As is his style, Peter Robinson wastes little time getting a reader into the storyline of Friend of the Devil. A couple pages to set the general scene, and then the action begins, usually slowly, but inexorably, and hooking you. No chance of escape after the first few pages. A bonus was learning what ginnel and snicket mean.
Halfway through the first book by Peter Robinson I read, I went to the library and requested all his other books. Some of them they had to get sent over from other libraries, so I ordered the first four, hoping they’d come in close to being in order, since I wanted to see the development of both the author and the characters in proper order. I managed to get them all in within a couple of days, and so I was able to read them chronologically, and I’ve read every one since.
I had achieved, however, my goals of seeing the development of author and characters. Here, in Robinson’s seventeenth book, his style is fully developed, and his usual characters are matured in both themselves and their roles in his books. Even though some of the characters have appeared in many of Robinson’s earlier novels, you can easily read this as a stand-alone book. If you like this book — and I can guarantee you will, so long as you like crime/detective/procedural police novels — then you, too, can go back and read his earlier ones. And if, like me, you re-read the novel you started with, your comprehension of the cast of usual characters will increase and expand. If you decide not to re-read his earlier novels, then you still will have read an excellent novel.
What I’m going to tell you about this book is straight up. No lies or exaggerations, but perhaps a little hyperbole, and I’ll give away a few morsels, but not enough to spoil the read.

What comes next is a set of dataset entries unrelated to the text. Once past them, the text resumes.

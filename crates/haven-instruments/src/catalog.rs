//! Load-time checks over questionnaire definitions.
//!
//! Scoring trusts its range tables: lookup is a binary search that assumes a
//! sorted partition of `[0, max]`. Everything that assumption rests on is
//! verified here once, before any request is served.

use std::collections::HashSet;

use haven_core::models::assessment::Subscale;

use crate::all_instruments;
use crate::bands::validate_bands;
use crate::definition::{QuestionnaireDefinition, ScoringRules};
use crate::error::CatalogError;

/// Validate every registered instrument.
pub fn validate_catalog() -> Result<(), CatalogError> {
    let instruments = all_instruments();
    let mut seen = HashSet::new();
    for instrument in &instruments {
        let definition = instrument.definition();
        if !seen.insert(definition.assessment_type) {
            return Err(CatalogError::Duplicate {
                assessment_type: definition.assessment_type,
            });
        }
        validate_definition(definition)?;
    }
    Ok(())
}

/// Validate one definition's internal consistency.
pub fn validate_definition(definition: &QuestionnaireDefinition) -> Result<(), CatalogError> {
    let assessment_type = definition.assessment_type;

    if definition.questions.is_empty() {
        return Err(CatalogError::NoQuestions { assessment_type });
    }

    if definition.scale.len() != definition.points.len() {
        return Err(CatalogError::ScaleMismatch {
            assessment_type,
            labels: definition.scale.len(),
            points: definition.points.len(),
        });
    }

    let starts_at_zero = definition.points.first() == Some(&0);
    let increasing = definition.points.windows(2).all(|w| w[0] < w[1]);
    if !starts_at_zero || !increasing {
        return Err(CatalogError::InvalidPoints { assessment_type });
    }

    match &definition.scoring_rules {
        ScoringRules::Simple { ranges } => {
            if let Some(index) = definition.questions.iter().position(|q| q.subscale.is_some()) {
                return Err(CatalogError::SubscaleTagging {
                    assessment_type,
                    index,
                });
            }
            validate_bands(ranges, definition.max_possible_score()).map_err(|source| {
                CatalogError::Ranges {
                    assessment_type,
                    source,
                }
            })
        }
        ScoringRules::Composite { subscales } => {
            if let Some(index) = definition.questions.iter().position(|q| q.subscale.is_none()) {
                return Err(CatalogError::SubscaleTagging {
                    assessment_type,
                    index,
                });
            }
            for subscale in Subscale::ALL {
                let rule = subscales.get(subscale);
                if rule.multiplier == 0 {
                    return Err(CatalogError::ZeroMultiplier {
                        assessment_type,
                        subscale,
                    });
                }
                if definition.questions_in(subscale) == 0 {
                    return Err(CatalogError::EmptySubscale {
                        assessment_type,
                        subscale,
                    });
                }
                let max = definition.subscale_max(subscale, rule.multiplier);
                validate_bands(&rule.ranges, max).map_err(|source| {
                    CatalogError::SubscaleRanges {
                        assessment_type,
                        subscale,
                        source,
                    }
                })?;
            }
            Ok(())
        }
    }
}
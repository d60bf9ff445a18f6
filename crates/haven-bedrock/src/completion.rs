//! The text-completion seam.
//!
//! Callers depend on [`TextCompleter`] only: a prompt pair in, text or an
//! error out. [`BedrockCompleter`] is the production implementation over the
//! Converse API.

use async_trait::async_trait;
use aws_sdk_bedrockruntime::Client;
use aws_sdk_bedrockruntime::types::{
    ContentBlock, ConversationRole, InferenceConfiguration, Message, SystemContentBlock,
};
use tracing::info;

use crate::error::BedrockError;

/// One completion call.
#[derive(Debug, Clone, PartialEq)]
pub struct CompletionRequest {
    pub system_prompt: String,
    pub user_prompt: String,
    pub max_tokens: u32,
    pub temperature: f32,
}

#[derive(Debug, Clone, PartialEq, Eq)]
pub struct Completion {
    pub text: String,
}

#[async_trait]
pub trait TextCompleter: Send + Sync {
    async fn complete(&self, request: &CompletionRequest) -> Result<Completion, BedrockError>;
}

/// Completion via a Bedrock inference profile.
pub struct BedrockCompleter {
    client: Client,
    model_id: String,
}

impl BedrockCompleter {
    pub fn new(client: Client, model_id: impl Into<String>) -> Self {
        Self {
            client,
            model_id: model_id.into(),
        }
    }
}

#[async_trait]
impl TextCompleter for BedrockCompleter {
    async fn complete(&self, request: &CompletionRequest) -> Result<Completion, BedrockError> {
        let inference = InferenceConfiguration::builder()
            .max_tokens(i32::try_from(request.max_tokens).unwrap_or(i32::MAX))
            .temperature(request.temperature)
            .build();

        let message = Message::builder()
            .role(ConversationRole::User)
            .content(ContentBlock::Text(request.user_prompt.clone()))
            .build()
            .map_err(|e| BedrockError::Invocation(e.to_string()))?;

        let response = self
            .client
            .converse()
            .model_id(&self.model_id)
            .system(SystemContentBlock::Text(request.system_prompt.clone()))
            .messages(message)
            .inference_config(inference)
            .send()
            .await
            .map_err(|e| BedrockError::Invocation(e.into_service_error().to_string()))?;

        let output_message = response
            .output()
            .and_then(|o| o.as_message().ok())
            .ok_or_else(|| BedrockError::ResponseParse("no message in response".to_string()))?;

        let text = output_message
            .content()
            .iter()
            .filter_map(|block| {
                if let ContentBlock::Text(text) = block {
                    Some(text.as_str())
                } else {
                    None
                }
            })
            .collect::<Vec<_>>()
            .join("");

        if text.trim().is_empty() {
            return Err(BedrockError::EmptyCompletion);
        }

        info!(
            model_id = %self.model_id,
            text_len = text.len(),
            "completion received"
        );

        Ok(Completion { text })
    }
}
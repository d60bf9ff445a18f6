use haven_core::models::assessment::AssessmentType;

use crate::Instrument;
use crate::definition::{Question, QuestionnaireDefinition, ScoringRules, ranges};
use crate::instruments::FREQUENCY_SCALE;

/// GAD-7: Generalized Anxiety Disorder scale.
/// 7 items, each rated 0–3 over the last two weeks. Total 0–21.
pub struct Gad7;

impl Instrument for Gad7 {
    fn definition(&self) -> &QuestionnaireDefinition {
        static DEFINITION: std::sync::LazyLock<QuestionnaireDefinition> =
            std::sync::LazyLock::new(|| QuestionnaireDefinition {
                assessment_type: AssessmentType::Gad7,
                name: "Generalized Anxiety Disorder Scale (GAD-7)".to_string(),
                questions: [
                    "Feeling nervous, anxious, or on edge",
                    "Not being able to stop or control worrying",
                    "Worrying too much about different things",
                    "Trouble relaxing",
                    "Being so restless that it is hard to sit still",
                    "Becoming easily annoyed or irritable",
                    "Feeling afraid, as if something awful might happen",
                ]
                .into_iter()
                .map(Question::new)
                .collect(),
                scale: FREQUENCY_SCALE.iter().map(|s| s.to_string()).collect(),
                points: vec![0, 1, 2, 3],
                scoring_rules: ScoringRules::Simple {
                    ranges: ranges(&[
                        (0, 4, "Minimal", "Minimal anxiety symptoms."),
                        (5, 9, "Mild", "Mild anxiety symptoms. Monitor and repeat the screen in a few weeks."),
                        (10, 14, "Moderate", "Moderate anxiety symptoms. Consider talking with a healthcare provider."),
                        (15, 21, "Severe", "Severe anxiety symptoms. Please reach out to a mental health professional promptly."),
                    ]),
                },
            });
        &DEFINITION
    }
}
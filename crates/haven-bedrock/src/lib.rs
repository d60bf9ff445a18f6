//! haven-bedrock
//!
//! Text completion through Bedrock, and the assessment interpreter that
//! depends on it.

pub mod client;
pub mod completion;
pub mod error;
pub mod interpret;
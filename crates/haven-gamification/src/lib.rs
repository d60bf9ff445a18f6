//! haven-gamification
//!
//! Points, streaks and badge unlocks. Pure functions over plain data: the
//! caller supplies the current profile, the event and the calendar day, and
//! persists whatever comes back.

pub mod activity;
pub mod badges;
pub mod error;
pub mod streak;
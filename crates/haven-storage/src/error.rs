use thiserror::Error;

#[derive(Debug, Error)]
pub enum StorageError {
    #[error("object not found: {key}")]
    NotFound { key: String },

    /// An If-Match write lost the race: the object changed since it was read.
    #[error("precondition failed for key: {key}")]
    PreconditionFailed { key: String },

    /// An If-None-Match write found the object already present.
    #[error("object already exists: {key}")]
    AlreadyExists { key: String },

    #[error("serialization error: {0}")]
    Serialization(#[from] serde_json::Error),

    #[error("S3 GetObject error: {0}")]
    GetObject(String),

    #[error("S3 PutObject error: {0}")]
    PutObject(String),

    #[error("S3 ListObjects error: {0}")]
    ListObjects(String),
}
//! Orchestration between the pure engines and the store.

pub mod assessments;
pub mod rewards;

use jiff::civil::Date;
use jiff::tz::TimeZone;

/// The UTC calendar day streaks are counted in.
pub fn today_utc() -> Date {
    jiff::Timestamp::now().to_zoned(TimeZone::UTC).date()
}
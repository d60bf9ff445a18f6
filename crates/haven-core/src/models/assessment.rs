use std::fmt;
use std::str::FromStr;

use serde::{Deserialize, Serialize};
use ts_rs::TS;
use uuid::Uuid;

use crate::error::CoreError;

/// A supported clinical questionnaire.
#[derive(Debug, Clone, Copy, PartialEq, Eq, Hash, Serialize, Deserialize, TS)]
#[ts(export)]
pub enum AssessmentType {
    #[serde(rename = "DASS-21")]
    Dass21,
    #[serde(rename = "PHQ-9")]
    Phq9,
    #[serde(rename = "GAD-7")]
    Gad7,
}

impl AssessmentType {
    pub const ALL: [AssessmentType; 3] = [Self::Dass21, Self::Phq9, Self::Gad7];

    /// Wire identifier, e.g. `"PHQ-9"`.
    pub fn as_str(&self) -> &'static str {
        match self {
            Self::Dass21 => "DASS-21",
            Self::Phq9 => "PHQ-9",
            Self::Gad7 => "GAD-7",
        }
    }
}

impl fmt::Display for AssessmentType {
    fn fmt(&self, f: &mut fmt::Formatter<'_>) -> fmt::Result {
        f.write_str(self.as_str())
    }
}

impl FromStr for AssessmentType {
    type Err = CoreError;

    /// Case-insensitive so that path segments like `phq-9` resolve.
    fn from_str(s: &str) -> Result<Self, Self::Err> {
        Self::ALL
            .into_iter()
            .find(|t| t.as_str().eq_ignore_ascii_case(s.trim()))
            .ok_or_else(|| CoreError::UnknownAssessmentType(s.to_string()))
    }
}

/// One independently scored dimension of a composite instrument (DASS-21).
#[derive(Debug, Clone, Copy, PartialEq, Eq, Hash, PartialOrd, Ord, Serialize, Deserialize, TS)]
#[serde(rename_all = "snake_case")]
#[ts(export)]
pub enum Subscale {
    Depression,
    Anxiety,
    Stress,
}

impl Subscale {
    /// Reporting order used in interpretations: depression, anxiety, stress.
    pub const ALL: [Subscale; 3] = [Self::Depression, Self::Anxiety, Self::Stress];

    pub fn label(&self) -> &'static str {
        match self {
            Self::Depression => "Depression",
            Self::Anxiety => "Anxiety",
            Self::Stress => "Stress",
        }
    }
}

impl fmt::Display for Subscale {
    fn fmt(&self, f: &mut fmt::Formatter<'_>) -> fmt::Result {
        f.write_str(self.label())
    }
}

impl FromStr for Subscale {
    type Err = CoreError;

    fn from_str(s: &str) -> Result<Self, Self::Err> {
        Self::ALL
            .into_iter()
            .find(|sub| sub.label().eq_ignore_ascii_case(s.trim()))
            .ok_or_else(|| CoreError::UnknownSubscale(s.to_string()))
    }
}

/// A value held once per subscale.
#[derive(Debug, Clone, Copy, Default, PartialEq, Eq, Serialize, Deserialize, TS)]
pub struct PerSubscale<T> {
    pub depression: T,
    pub anxiety: T,
    pub stress: T,
}

impl<T> PerSubscale<T> {
    pub fn from_fn(mut f: impl FnMut(Subscale) -> T) -> Self {
        Self {
            depression: f(Subscale::Depression),
            anxiety: f(Subscale::Anxiety),
            stress: f(Subscale::Stress),
        }
    }

    pub fn get(&self, subscale: Subscale) -> &T {
        match subscale {
            Subscale::Depression => &self.depression,
            Subscale::Anxiety => &self.anxiety,
            Subscale::Stress => &self.stress,
        }
    }

    pub fn get_mut(&mut self, subscale: Subscale) -> &mut T {
        match subscale {
            Subscale::Depression => &mut self.depression,
            Subscale::Anxiety => &mut self.anxiety,
            Subscale::Stress => &mut self.stress,
        }
    }

    pub fn map<U>(&self, mut f: impl FnMut(Subscale, &T) -> U) -> PerSubscale<U> {
        PerSubscale::from_fn(|s| f(s, self.get(s)))
    }

    pub fn iter(&self) -> impl Iterator<Item = (Subscale, &T)> {
        Subscale::ALL.into_iter().map(move |s| (s, self.get(s)))
    }
}

/// Severity outcome of a scored assessment.
///
/// Simple instruments carry a single band label; composite instruments carry
/// one label per subscale. Serialized untagged, so the wire shape is either a
/// string or a `{ depression, anxiety, stress }` object.
#[derive(Debug, Clone, PartialEq, Eq, Serialize, Deserialize, TS)]
#[serde(untagged)]
#[ts(export)]
pub enum SeverityLevel {
    Label(String),
    Subscales(PerSubscale<String>),
}

impl SeverityLevel {
    /// Human-readable form: the label itself, or
    /// `"Depression: X, Anxiety: Y, Stress: Z"`.
    pub fn describe(&self) -> String {
        match self {
            Self::Label(label) => label.clone(),
            Self::Subscales(levels) => levels
                .iter()
                .map(|(subscale, level)| format!("{}: {level}", subscale.label()))
                .collect::<Vec<_>>()
                .join(", "),
        }
    }

    pub fn is_blank(&self) -> bool {
        match self {
            Self::Label(label) => label.trim().is_empty(),
            Self::Subscales(levels) => levels.iter().any(|(_, l)| l.trim().is_empty()),
        }
    }
}

impl fmt::Display for SeverityLevel {
    fn fmt(&self, f: &mut fmt::Formatter<'_>) -> fmt::Result {
        f.write_str(&self.describe())
    }
}

/// Where the narrative attached to a result came from.
#[derive(Debug, Clone, Copy, PartialEq, Eq, Serialize, Deserialize, TS)]
#[serde(rename_all = "snake_case")]
#[ts(export)]
pub enum NarrativeSource {
    /// Produced by the text-completion service.
    Generated,
    /// Deterministic template used when the service was unavailable.
    Fallback,
}

/// A submitted, scored and interpreted assessment. Immutable once stored.
#[derive(Debug, Clone, Serialize, Deserialize, TS)]
#[serde(rename_all = "camelCase")]
#[ts(export)]
pub struct AssessmentResult {
    pub id: Uuid,
    pub user_id: String,
    pub assessment_type: AssessmentType,
    pub responses: Vec<u32>,
    pub total_score: u32,
    pub severity_level: SeverityLevel,
    /// Final (multiplied) subscale scores; composite instruments only.
    #[serde(default, skip_serializing_if = "Option::is_none")]
    pub subscale_scores: Option<PerSubscale<u32>>,
    pub interpretation: String,
    pub narrative: String,
    pub narrative_source: NarrativeSource,
    pub created_at: jiff::Timestamp,
}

Robinson’s protagonist, Detective Chief Inspector Alan Banks, is a middle-aged, divorced, sometimes bitter, often optimistic man who stays firmly rooted in the present, while sometimes languishing, sometimes reveling, in his past. Like most of us. A pretty ordinary human being, but a modern Sherlock when it comes to “getting his man,” or in this case, a man and a woman, since the story quickly diverges into two separate stories that dovetail neatly in the end.
The bad guys in these separate stories in this book have neither connection nor interaction, although their stories are historically connected. How Robinson tells the tale is, of course, what makes this a great read. You have to assume right from the first ten pages that they’re going to be somehow connected, otherwise why tell the two stories? But the connections don’t surface until late in the book.
Throughout the telling of these two stories Robinson manages to give us small doses of English history, both modern and ancient, with an emphasis on the here and now. He weaves in small tidbits of criminal history, music that’s popular on both sides of the Pond, and day-to-day life in the England of today. Which, once you get past the language barrier, aren’t much different than what’s happening in a lot of the world of today. “England and America are two countries separated by the same language,” as G.B. Shaw said. The tidbits don’t take away from the stories, and they do add considerable detail and flavor.
The action goes from plodding (pun intended) (“the plod” is what the police in England are sometimes called) to lightning-quick, but as with most police procedurals, it’s painstaking while still holding your interest. Robinson’s characters are likeable, or dislikeable, as the case may be. In this particular story, though, there are some surprises.